TASK GOAL: Of the lines in the data below, write out exactly those from the one holding "atomic for it." through the one holding "not an error.", both included.

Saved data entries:
============================================================

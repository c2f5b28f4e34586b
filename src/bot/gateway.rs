//! Telegram implementation of the messaging gateway.

use async_trait::async_trait;
use chrono::{DateTime, Utc};
use teloxide::RequestError;
use teloxide::prelude::*;
use teloxide::types::{
    ChatPermissions, InlineKeyboardButton, InlineKeyboardMarkup, MessageId, ParseMode,
    ReplyParameters,
};

use super::dispatcher::ThrottledBot;
use crate::verification::{
    GatewayError, MemberRole, Membership, MessagingGateway, OutgoingMessage, TextFormat,
};

/// [`MessagingGateway`] over the throttled teloxide client.
#[derive(Clone)]
pub struct TelegramGateway {
    bot: ThrottledBot,
}

impl TelegramGateway {
    pub fn new(bot: ThrottledBot) -> Self {
        Self { bot }
    }
}

fn classify(err: RequestError) -> GatewayError {
    match err {
        RequestError::Api(api) => GatewayError::from_description(&api.to_string()),
        other => GatewayError::Transport(other.to_string()),
    }
}

#[async_trait]
impl MessagingGateway for TelegramGateway {
    async fn send_message(
        &self,
        chat: ChatId,
        message: OutgoingMessage,
    ) -> Result<MessageId, GatewayError> {
        let mut req = self.bot.send_message(chat, message.text);

        if message.format == TextFormat::Html {
            req = req.parse_mode(ParseMode::Html);
        }

        if let Some(reply_to) = message.reply_to {
            req = req.reply_parameters(ReplyParameters::new(reply_to));
        }

        if let Some(control) = message.control {
            req = req.reply_markup(InlineKeyboardMarkup::new(vec![vec![
                InlineKeyboardButton::callback(control.label, control.payload),
            ]]));
        }

        let sent = req.await.map_err(classify)?;
        Ok(sent.id)
    }

    async fn delete_message(&self, chat: ChatId, message: MessageId) -> Result<(), GatewayError> {
        self.bot
            .delete_message(chat, message)
            .await
            .map_err(classify)?;
        Ok(())
    }

    async fn restrict_member(
        &self,
        chat: ChatId,
        member: UserId,
        can_send: bool,
        until: Option<DateTime<Utc>>,
    ) -> Result<(), GatewayError> {
        let permissions = if can_send {
            ChatPermissions::SEND_MESSAGES
        } else {
            ChatPermissions::empty() // No rights = Muted
        };

        let req = self.bot.restrict_chat_member(chat, member, permissions);
        let req = match until {
            Some(dt) => req.until_date(dt),
            None => req,
        };

        req.await.map_err(classify)?;
        Ok(())
    }

    async fn expel_member(&self, chat: ChatId, member: UserId) -> Result<(), GatewayError> {
        self.bot
            .ban_chat_member(chat, member)
            .await
            .map_err(classify)?;
        Ok(())
    }

    async fn lift_expulsion(&self, chat: ChatId, member: UserId) -> Result<(), GatewayError> {
        self.bot
            .unban_chat_member(chat, member)
            .only_if_banned(true)
            .await
            .map_err(classify)?;
        Ok(())
    }

    async fn membership(&self, chat: ChatId, member: UserId) -> Result<Membership, GatewayError> {
        let member = self
            .bot
            .get_chat_member(chat, member)
            .await
            .map_err(classify)?;

        let kind = &member.kind;
        let role = if kind.is_owner() {
            MemberRole::Owner
        } else if kind.is_administrator() {
            MemberRole::Administrator
        } else if kind.is_restricted() {
            MemberRole::Restricted
        } else if kind.is_left() {
            MemberRole::Left
        } else if kind.is_banned() {
            MemberRole::Banned
        } else {
            MemberRole::Member
        };

        Ok(Membership { role })
    }

    async fn acknowledge_click(
        &self,
        query_id: &str,
        text: Option<String>,
    ) -> Result<(), GatewayError> {
        let req = self.bot.answer_callback_query(query_id.to_string());
        let req = match text {
            Some(text) => req.text(text),
            None => req,
        };

        req.await.map_err(classify)?;
        Ok(())
    }

    async fn leave_chat(&self, chat: ChatId) -> Result<(), GatewayError> {
        self.bot.leave_chat(chat).await.map_err(classify)?;
        Ok(())
    }
}
//! Verification store contract.
//!
//! The store is the only authority on whether a member is still pending.
//! Timers and click handlers consult it; they never keep their own copy.

use async_trait::async_trait;
use teloxide::types::{ChatId, UserId};
use thiserror::Error;

/// Storage failure.
#[derive(Debug, Error)]
pub enum StoreError {
    #[error("database error: {0}")]
    Database(#[from] mongodb::error::Error),

    #[error("stored record is malformed: {0}")]
    Malformed(String),
}

/// Durable, chat-scoped verification state.
///
/// Every operation touches a single chat record and is atomic for it.
#[async_trait]
pub trait VerificationStore: Send + Sync {
    /// Set the chat's welcome template, creating the record if needed.
    /// An existing pending set is left untouched.
    async fn upsert_welcome_message(&self, chat: ChatId, text: &str) -> Result<(), StoreError>;

    /// Mark a member as pending. Idempotent; creates the record if needed.
    async fn add_pending(&self, chat: ChatId, member: UserId) -> Result<(), StoreError>;

    /// Clear a member's pending mark. Absent entries are not an error.
    async fn remove_pending(&self, chat: ChatId, member: UserId) -> Result<(), StoreError>;

    async fn is_pending(&self, chat: ChatId, member: UserId) -> Result<bool, StoreError>;

    async fn welcome_message(&self, chat: ChatId) -> Result<Option<String>, StoreError>;
}
//! Repository module - data access layer.

mod chat_repository;

pub use chat_repository::ChatRepository;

============================================================

SOLUTION TO THIS PROBLEM:
/// Every operation touches a single chat record and is atomic for it.
#[async_trait]
pub trait VerificationStore: Send + Sync {
    /// Set the chat's welcome template, creating the record if needed.
    /// An existing pending set is left untouched.
    async fn upsert_welcome_message(&self, chat: ChatId, text: &str) -> Result<(), StoreError>;

    /// Mark a member as pending. Idempotent; creates the record if needed.
    async fn add_pending(&self, chat: ChatId, member: UserId) -> Result<(), StoreError>;

    /// Clear a member's pending mark. Absent entries are not an error.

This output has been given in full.